Ein Haushund kann sich durch Kontakt mit einem anderen Tier mit Tollwut infizieren. In diesem Fall bemerkt der Besitzer möglicherweise Bisse oder Abschürfungen am Tier. Mit der Zeit treten Verhaltensänderungen auf, darunter Aggressivität und Appetitlosigkeit. Eines der Hauptsymptome der Krankheit ist die Verweigerung der Wasseraufnahme. Der Hund leidet unter Kehlkopfkrämpfen, kann nicht schlucken und speichelt stark. Bei Auftreten von Krankheitssymptomen sollte umgehend ein Tierarzt aufgesucht werden.

Tollwut bei einem Hund

Prävalenz der Tollwut

Tollwut stellt weltweit eine Bedrohung für die Gesundheit von Mensch und Tier dar. Natürliche Verbreitungsgebiete des Virus finden sich fast überall auf der Welt, mit Ausnahme von Ozeanien und der Antarktis. In Australien trat die Infektion erst relativ spät auf; die ersten Fälle wurden 1996 registriert.

Fledermäuse sind Langzeitüberträger des Virus. Sie selbst erkranken nicht, dienen aber als Reservoir für die Verbreitung der Infektion in der Natur. Die Hauptüberträger sind Warmblüter; der Mensch ist lediglich ein zufälliges Glied in der Übertragungskette und beeinflusst die Verbreitung des Virus unter natürlichen Bedingungen nicht.

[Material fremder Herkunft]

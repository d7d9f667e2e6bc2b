use std::env;

/// Application configuration loaded from environment variables
#[derive(Debug, Clone)]
pub struct Config {
    pub server_host: String,
    pub server_port: u16,
    pub database_url: String,
    pub environment: String,
    /// Key used to sign the session cookie
    pub session_secret: String,
    pub log_requests: bool,
}

impl Config {
    /// Load configuration from environment variables
    pub fn from_env() -> Result<Self, String> {
        // Load .env file if it exists (development)
        dotenvy::dotenv().ok();

        let server_host = env::var("SERVER_HOST").unwrap_or_else(|_| "0.0.0.0".to_string());
        let server_port = env::var("SERVER_PORT")
            .unwrap_or_else(|_| "8080".to_string())
            .parse()
            .map_err(|_| "Invalid SERVER_PORT")?;

        let database_url =
            env::var("DATABASE_URL").unwrap_or_else(|_| "sqlite://user.db?mode=rwc".to_string());

        let environment = env::var("ENVIRONMENT").unwrap_or_else(|_| "development".to_string());

        let session_secret = env::var("SESSION_SECRET")
            .map_err(|_| "SESSION_SECRET must be set for session signing")?;
        if session_secret.is_empty() {
            return Err("SESSION_SECRET must not be empty".to_string());
        }

        let log_requests = env::var("LOG_REQUESTS")
            .unwrap_or_else(|_| "true".to_string())
            .parse()
            .map_err(|_| "Invalid LOG_REQUESTS")?;

        Ok(Config {
            server_host,
            server_port,
            database_url,
            environment,
            session_secret,
            log_requests,
        })
    }

    /// Get server address as string
    pub fn server_address(&self) -> String {
        format!("{}:{}", self.server_host, self.server_port)
    }
}
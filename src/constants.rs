/// Name of the cookie carrying the signed session
pub const SESSION_COOKIE: &str = "timetable_session";

/// Smallest number of periods the edit screen accepts for a day
pub const MIN_PERIODS: usize = 1;

/// Largest number of periods (including breaks) for a day
pub const MAX_PERIODS: usize = 12;

/// Subject value that marks a period as a break (compared case-insensitively)
pub const BREAK_SUBJECT: &str = "break";

// =============================================================================
// Home screen labels
// =============================================================================

/// Shown as the current class while a break is in progress
pub const LABEL_BREAK: &str = "🛑 Break";

/// Shown when no period contains the current time
pub const LABEL_NO_CLASS_NOW: &str = "No class now";

/// Shown when nothing starts later today
pub const LABEL_NO_MORE_CLASSES: &str = "No more classes today";

// =============================================================================
// User-facing messages
// =============================================================================

/// Confirmation after a successful registration
pub const MSG_REGISTERED: &str = "Registered successfully! Please login.";

/// Confirmation after a day's periods are stored
pub const MSG_TIMETABLE_SAVED: &str = "Timetable saved successfully!";

/// Home screen warning when today has no periods (always on Sunday)
pub const MSG_NO_TIMETABLE_TODAY: &str = "No timetable for today!";

/// Full-week view warning when the user has no periods at all
pub const MSG_NO_TIMETABLE_DATA: &str = "No timetable data available.";

/// Error message for registering a taken username
pub const ERR_USERNAME_EXISTS: &str = "Username already exists!";

/// Error message for a login that matches no user
pub const ERR_INCORRECT_CREDENTIALS: &str = "Incorrect username or password";

/// Warning for a registration with an empty username or password
pub const ERR_MISSING_CREDENTIALS: &str = "Enter username and password";

/// Warning for an edit-form row with only some of its fields filled
pub const ERR_INCOMPLETE_PERIOD: &str = "Fill in start, end and subject for every period";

Es gibt zwei Arten von Tollwut: die urbane Tollwut, die Haus- und Nutztiere befällt, und die sylvatische Tollwut, die bei Wildtieren auftritt. In Russland überwiegt die sylvatische Tollwut. Die meisten Fälle bei Wildtieren werden in den Föderationskreisen Sibirisch, Ural, Zentralrussland, Südrussland und Wolga registriert, wo 77 % aller Infektionen gemeldet werden. Bei Menschen werden über 85 % der Fälle in den Föderationskreisen Zentralrussland, Südrussland, Nordkaukasus und Wolga gemeldet.

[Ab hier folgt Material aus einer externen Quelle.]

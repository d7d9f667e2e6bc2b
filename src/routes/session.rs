use axum::{async_trait, extract::FromRequestParts, http::request::Parts};
use axum_extra::extract::cookie::{Cookie, CookieJar, SameSite};

use crate::constants::SESSION_COOKIE;
use crate::error::AppError;
use crate::security::{sign_session, verify_session};
use crate::AppState;

/// Username of the logged-in user, taken from the signed session cookie
///
/// Rejects with `AppError::Unauthorized`, which redirects to the login page.
#[derive(Debug, Clone)]
pub struct CurrentUser(pub String);

#[async_trait]
impl FromRequestParts<AppState> for CurrentUser {
    type Rejection = AppError;

    async fn from_request_parts(
        parts: &mut Parts,
        state: &AppState,
    ) -> Result<Self, Self::Rejection> {
        let jar = CookieJar::from_headers(&parts.headers);
        let token = jar.get(SESSION_COOKIE).ok_or(AppError::Unauthorized)?;

        verify_session(token.value(), &state.config.session_secret)
            .map(CurrentUser)
            .ok_or(AppError::Unauthorized)
    }
}

/// Cookie that logs `username` in
pub fn session_cookie(username: &str, secret: &str) -> Cookie<'static> {
    Cookie::build((SESSION_COOKIE, sign_session(username, secret)))
        .path("/")
        .http_only(true)
        .same_site(SameSite::Lax)
        .build()
}

/// Cookie that clears the session
pub fn removal_cookie() -> Cookie<'static> {
    Cookie::build(SESSION_COOKIE).path("/").build()
}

Tollwut fordert jährlich weltweit bis zu 70.000 Todesopfer – das entspricht etwa zwei Todesfällen alle 15 Minuten und rund 200 pro Tag. Etwa 95 % der Todesfälle ereignen sich in Ländern Asiens, Afrikas und Lateinamerikas. Experten gehen davon aus, dass ein erheblicher Teil der Fälle aufgrund mangelhafter Überwachung und begrenzter Testkapazitäten unentdeckt bleibt.

Was tun, wenn eine Person von einem Hund gebissen wird?

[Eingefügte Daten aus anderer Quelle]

use super::*;
use std::{
    collections::VecDeque,
    sync::{
        atomic::{AtomicUsize, Ordering},
        Mutex,
    },
};

use async_trait::async_trait;

use crate::location::{FixedLocationProvider, InsecureContext};

#[derive(Debug, Clone, PartialEq)]
enum FeedCall {
    Submit {
        location: Coordinate,
        content: String,
        ttl_seconds: i64,
    },
    Fetch {
        radius_km: f64,
        center: Coordinate,
    },
}

/// Records every call and replays queued results; an empty queue succeeds.
#[derive(Default)]
struct RecordingFeed {
    calls: Mutex<Vec<FeedCall>>,
    submit_results: Mutex<VecDeque<Result<Post, FeedError>>>,
    fetch_results: Mutex<VecDeque<Result<Vec<Post>, FeedError>>>,
}

impl RecordingFeed {
    fn calls(&self) -> Vec<FeedCall> {
        self.calls.lock().expect("calls").clone()
    }

    fn queue_submit(&self, result: Result<Post, FeedError>) {
        self.submit_results
            .lock()
            .expect("submit results")
            .push_back(result);
    }

    fn queue_fetch(&self, result: Result<Vec<Post>, FeedError>) {
        self.fetch_results
            .lock()
            .expect("fetch results")
            .push_back(result);
    }
}

#[async_trait]
impl FeedApi for RecordingFeed {
    async fn submit_post(
        &self,
        location: Coordinate,
        content: &str,
        ttl_seconds: i64,
    ) -> Result<Post, FeedError> {
        self.calls.lock().expect("calls").push(FeedCall::Submit {
            location,
            content: content.to_string(),
            ttl_seconds,
        });
        let queued = self.submit_results.lock().expect("submit results").pop_front();
        queued.unwrap_or_else(|| Ok(post(content, location.latitude, location.longitude)))
    }

    async fn fetch_nearby(
        &self,
        radius_km: f64,
        center: Coordinate,
    ) -> Result<Vec<Post>, FeedError> {
        self.calls
            .lock()
            .expect("calls")
            .push(FeedCall::Fetch { radius_km, center });
        let queued = self.fetch_results.lock().expect("fetch results").pop_front();
        queued.unwrap_or_else(|| Ok(Vec::new()))
    }
}

struct ScriptedLocation {
    secure: bool,
    reading: Mutex<Option<Result<Coordinate, FeedError>>>,
    requests: AtomicUsize,
}

impl ScriptedLocation {
    fn insecure() -> Self {
        Self {
            secure: false,
            reading: Mutex::new(None),
            requests: AtomicUsize::new(0),
        }
    }

    fn secure(reading: Result<Coordinate, FeedError>) -> Self {
        Self {
            secure: true,
            reading: Mutex::new(Some(reading)),
            requests: AtomicUsize::new(0),
        }
    }

    fn requests(&self) -> usize {
        self.requests.load(Ordering::SeqCst)
    }
}

#[async_trait]
impl LocationProvider for ScriptedLocation {
    fn is_secure_context(&self) -> bool {
        self.secure
    }

    async fn current_position(&self) -> Result<Coordinate, FeedError> {
        self.requests.fetch_add(1, Ordering::SeqCst);
        self.reading
            .lock()
            .expect("reading")
            .take()
            .unwrap_or_else(|| Err(FeedError::LocationUnavailable("already read".into())))
    }
}

fn post(content: &str, latitude: f64, longitude: f64) -> Post {
    Post {
        id: None,
        content: content.to_string(),
        location: Coordinate {
            latitude,
            longitude,
        },
        duration: 30,
        created_at: 0,
    }
}

fn network_error(operation: &'static str) -> FeedError {
    FeedError::network(operation, "connection reset")
}

fn london() -> Coordinate {
    Coordinate::new(51.5074, -0.1278).expect("london")
}

fn controller(
    feed: &Arc<RecordingFeed>,
    location: &Arc<ScriptedLocation>,
) -> LocationFeedController {
    LocationFeedController::new(feed.clone(), location.clone())
}

#[tokio::test]
async fn insecure_context_falls_back_to_origin_without_platform_call() {
    let feed = Arc::new(RecordingFeed::default());
    let location = Arc::new(ScriptedLocation::insecure());
    let mut controller = controller(&feed, &location);
    assert_eq!(controller.phase(), ControllerPhase::Uninitialized);

    controller.initialize().await;

    assert_eq!(location.requests(), 0);
    assert_eq!(controller.state().current_location, Some(Coordinate::ORIGIN));
    assert_eq!(
        feed.calls(),
        [FeedCall::Fetch {
            radius_km: 5.0,
            center: Coordinate::ORIGIN,
        }]
    );
    assert_eq!(controller.phase(), ControllerPhase::Ready);
}

#[tokio::test]
async fn secure_context_uses_device_position_for_initial_fetch() {
    let feed = Arc::new(RecordingFeed::default());
    feed.queue_fetch(Ok(vec![post("nearby", 51.51, -0.12)]));
    let location = Arc::new(ScriptedLocation::secure(Ok(london())));
    let mut controller = controller(&feed, &location);

    controller.initialize().await;

    assert_eq!(location.requests(), 1);
    assert_eq!(controller.state().current_location, Some(london()));
    assert_eq!(
        feed.calls(),
        [FeedCall::Fetch {
            radius_km: 5.0,
            center: london(),
        }]
    );
    assert_eq!(controller.state().visible_posts, vec![post("nearby", 51.51, -0.12)]);
}

#[tokio::test]
async fn location_failure_leaves_location_unknown_and_skips_fetch() {
    let feed = Arc::new(RecordingFeed::default());
    let location = Arc::new(ScriptedLocation::secure(Err(FeedError::LocationUnavailable(
        "permission denied".into(),
    ))));
    let mut controller = controller(&feed, &location);
    let mut events = controller.subscribe_events();

    controller.initialize().await;

    assert_eq!(controller.state().current_location, None);
    assert!(feed.calls().is_empty());
    assert!(matches!(events.try_recv(), Ok(FeedEvent::Error(message)) if message.contains("permission denied")));

    controller.set_draft("hello");
    assert_eq!(controller.post().await, PostOutcome::LocationUnknown);
    assert!(!controller.refresh().await);
    assert!(feed.calls().is_empty());
    assert!(controller.render().is_empty());
}

#[tokio::test]
async fn initialize_runs_only_once_per_session() {
    let feed = Arc::new(RecordingFeed::default());
    let location = Arc::new(ScriptedLocation::secure(Ok(london())));
    let mut controller = controller(&feed, &location);

    controller.initialize().await;
    controller.initialize().await;

    assert_eq!(location.requests(), 1);
    assert_eq!(feed.calls().len(), 1);
    assert_eq!(controller.state().current_location, Some(london()));
}

#[tokio::test]
async fn empty_draft_makes_no_network_calls() {
    let feed = Arc::new(RecordingFeed::default());
    let location = Arc::new(ScriptedLocation::insecure());
    let mut controller = controller(&feed, &location);
    controller.initialize().await;
    let calls_after_init = feed.calls().len();

    controller.set_draft("");
    assert_eq!(controller.post().await, PostOutcome::EmptyDraft);
    assert_eq!(feed.calls().len(), calls_after_init);
}

#[tokio::test]
async fn successful_post_is_followed_by_exactly_one_refresh() {
    let feed = Arc::new(RecordingFeed::default());
    let location = Arc::new(ScriptedLocation::secure(Ok(london())));
    let mut controller = controller(&feed, &location);
    controller.initialize().await;

    feed.queue_fetch(Ok(vec![post("hello", 51.5074, -0.1278), post("older", 51.52, -0.13)]));
    controller.set_draft("hello");
    let mut events = controller.subscribe_events();
    let outcome = controller.post().await;

    assert_eq!(outcome, PostOutcome::Published { refreshed: true });
    assert_eq!(
        feed.calls()[1..],
        [
            FeedCall::Submit {
                location: london(),
                content: "hello".into(),
                ttl_seconds: 30,
            },
            FeedCall::Fetch {
                radius_km: 5.0,
                center: london(),
            },
        ]
    );
    let contents: Vec<&str> = controller
        .state()
        .visible_posts
        .iter()
        .map(|p| p.content.as_str())
        .collect();
    assert_eq!(contents, ["hello", "older"]);
    assert_eq!(controller.state().draft_message, "hello");
    assert_eq!(controller.phase(), ControllerPhase::Ready);
    assert!(matches!(events.try_recv(), Ok(FeedEvent::PostPublished(_))));
    assert!(matches!(
        events.try_recv(),
        Ok(FeedEvent::FeedRefreshed { post_count: 2 })
    ));
}

#[tokio::test]
async fn failed_post_skips_refresh_and_keeps_state() {
    let feed = Arc::new(RecordingFeed::default());
    feed.queue_fetch(Ok(vec![post("existing", 0.01, 0.0)]));
    let location = Arc::new(ScriptedLocation::insecure());
    let mut controller = controller(&feed, &location);
    controller.initialize().await;
    let before = controller.state().clone();

    feed.queue_submit(Err(network_error("submit_post")));
    controller.set_draft("will fail");
    let outcome = controller.post().await;

    assert_eq!(outcome, PostOutcome::SubmitFailed);
    let calls = feed.calls();
    assert_eq!(calls.len(), 2);
    assert!(matches!(calls[1], FeedCall::Submit { .. }));
    assert_eq!(controller.state().visible_posts, before.visible_posts);
    assert_eq!(controller.state().draft_message, "will fail");
    assert_eq!(controller.phase(), ControllerPhase::Ready);
}

#[tokio::test]
async fn failed_refresh_keeps_previous_posts() {
    let feed = Arc::new(RecordingFeed::default());
    feed.queue_fetch(Ok(vec![post("kept", 0.0, 0.01)]));
    let location = Arc::new(ScriptedLocation::insecure());
    let mut controller = controller(&feed, &location);
    controller.initialize().await;

    feed.queue_fetch(Err(network_error("fetch_nearby")));
    controller.set_draft("posted");
    let outcome = controller.post().await;

    assert_eq!(outcome, PostOutcome::Published { refreshed: false });
    assert_eq!(controller.state().visible_posts, vec![post("kept", 0.0, 0.01)]);

    feed.queue_fetch(Err(network_error("fetch_nearby")));
    assert!(!controller.refresh().await);
    assert_eq!(controller.state().visible_posts, vec![post("kept", 0.0, 0.01)]);
}

#[tokio::test]
async fn successful_fetch_replaces_posts_wholesale() {
    let feed = Arc::new(RecordingFeed::default());
    feed.queue_fetch(Ok(vec![post("a", 0.0, 0.0), post("b", 0.0, 0.0)]));
    let location = Arc::new(ScriptedLocation::insecure());
    let mut controller = controller(&feed, &location);
    controller.initialize().await;

    feed.queue_fetch(Ok(vec![post("c", 0.0, 0.0)]));
    assert!(controller.refresh().await);
    assert_eq!(controller.state().visible_posts, vec![post("c", 0.0, 0.0)]);
}

#[tokio::test]
async fn render_annotates_posts_with_distance_from_session_location() {
    let feed = Arc::new(RecordingFeed::default());
    feed.queue_fetch(Ok(vec![
        post("paris", 48.8566, 2.3522),
        post("here", 51.5074, -0.1278),
    ]));
    let location = Arc::new(ScriptedLocation::secure(Ok(london())));
    let mut controller = controller(&feed, &location);
    controller.initialize().await;

    let entries = controller.render();
    assert_eq!(entries.len(), 2);
    assert_eq!(entries[0].content, "paris");
    assert!(entries[0].distance_km > 343.0 && entries[0].distance_km < 344.0);
    assert_eq!(entries[1].distance_km, 0.0);
    assert_eq!(entries[1].to_string(), "0.00 km away: here");
    assert!(entries[0].to_string().ends_with(" km away: paris"));
    assert_eq!(controller.render(), entries);
}

#[tokio::test]
async fn custom_settings_drive_radius_and_ttl() {
    let feed = Arc::new(RecordingFeed::default());
    let location = Arc::new(ScriptedLocation::insecure());
    let mut controller = LocationFeedController::with_settings(
        feed.clone(),
        location.clone(),
        FeedSettings {
            radius_km: 12.5,
            post_ttl_seconds: 120,
        },
    );
    controller.initialize().await;
    controller.set_draft("custom");
    controller.post().await;

    assert_eq!(
        feed.calls(),
        [
            FeedCall::Fetch {
                radius_km: 12.5,
                center: Coordinate::ORIGIN,
            },
            FeedCall::Submit {
                location: Coordinate::ORIGIN,
                content: "custom".into(),
                ttl_seconds: 120,
            },
            FeedCall::Fetch {
                radius_km: 12.5,
                center: Coordinate::ORIGIN,
            },
        ]
    );
}

#[tokio::test]
async fn bundled_location_providers() {
    let fixed = FixedLocationProvider::new(Some(london()));
    assert!(fixed.is_secure_context());
    assert_eq!(fixed.current_position().await.expect("position"), london());

    let missing = FixedLocationProvider::new(None);
    assert!(matches!(
        missing.current_position().await,
        Err(FeedError::LocationUnavailable(_))
    ));

    assert!(!InsecureContext.is_secure_context());
    assert!(InsecureContext.current_position().await.is_err());
}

Nicht jeder Hund, der einen Menschen beißt, ist Tollwutträger. Wird man von einem regelmäßig geimpften Haushund gebissen, der zuvor keinen Kontakt zu streunenden Tieren hatte, besteht in der Regel kein Grund zur Sorge, dennoch sollte man einen Arzt aufsuchen. von einem streunenden Hund gebissenBei Anzeichen von Tollwut sollten Sie sich umgehend in die Notaufnahme begeben. Ein Arzt wird die Wunden untersuchen und die entsprechende Behandlung verschreiben. Die Standardbehandlung und -vorbeugung gegen Tollwut beim Menschen nach einem Hundebiss ist die Impfung.

Das Medikament wird sechsmal nach folgendem Schema verabreicht: Tag 0 (Tag des ersten Arztbesuchs), dann an den Tagen 3, 7, 14, 30 und 90. Die Therapie ist am wirksamsten, wenn die Behandlung am ersten Tag nach der Verletzung, spätestens jedoch am 14. Tag, begonnen wird. Erwachsene erhalten die Injektion in den Deltamuskel, Kinder in den Oberschenkel. Wenn das Verhalten des beißenden Tieres beobachtet werden kann und innerhalb von 10 Tagen keine Krankheitssymptome auftreten, werden keine weiteren Impfungen verabreicht. Nach Abschluss der Impfserie besteht ein einjähriger Impfschutz. Bei erneutem Kontakt mit einem infizierten Tier nach Ablauf dieser Frist muss die Impfserie wiederholt werden.

Tollwutimpfung

Bei mehreren tiefen Bisswunden kann vor der Impfung Immunglobulin eingesetzt werden. Dabei handelt es sich um ein Präparat mit fertigen Antikörpern, das direkt in die betroffene Stelle injiziert wird. Immunglobulin blockiert das Eindringen des Virus, hat aber stärkere Nebenwirkungen als die Impfung. Daher entscheidet der behandelnde Arzt individuell über den Einsatz von Immunglobulin.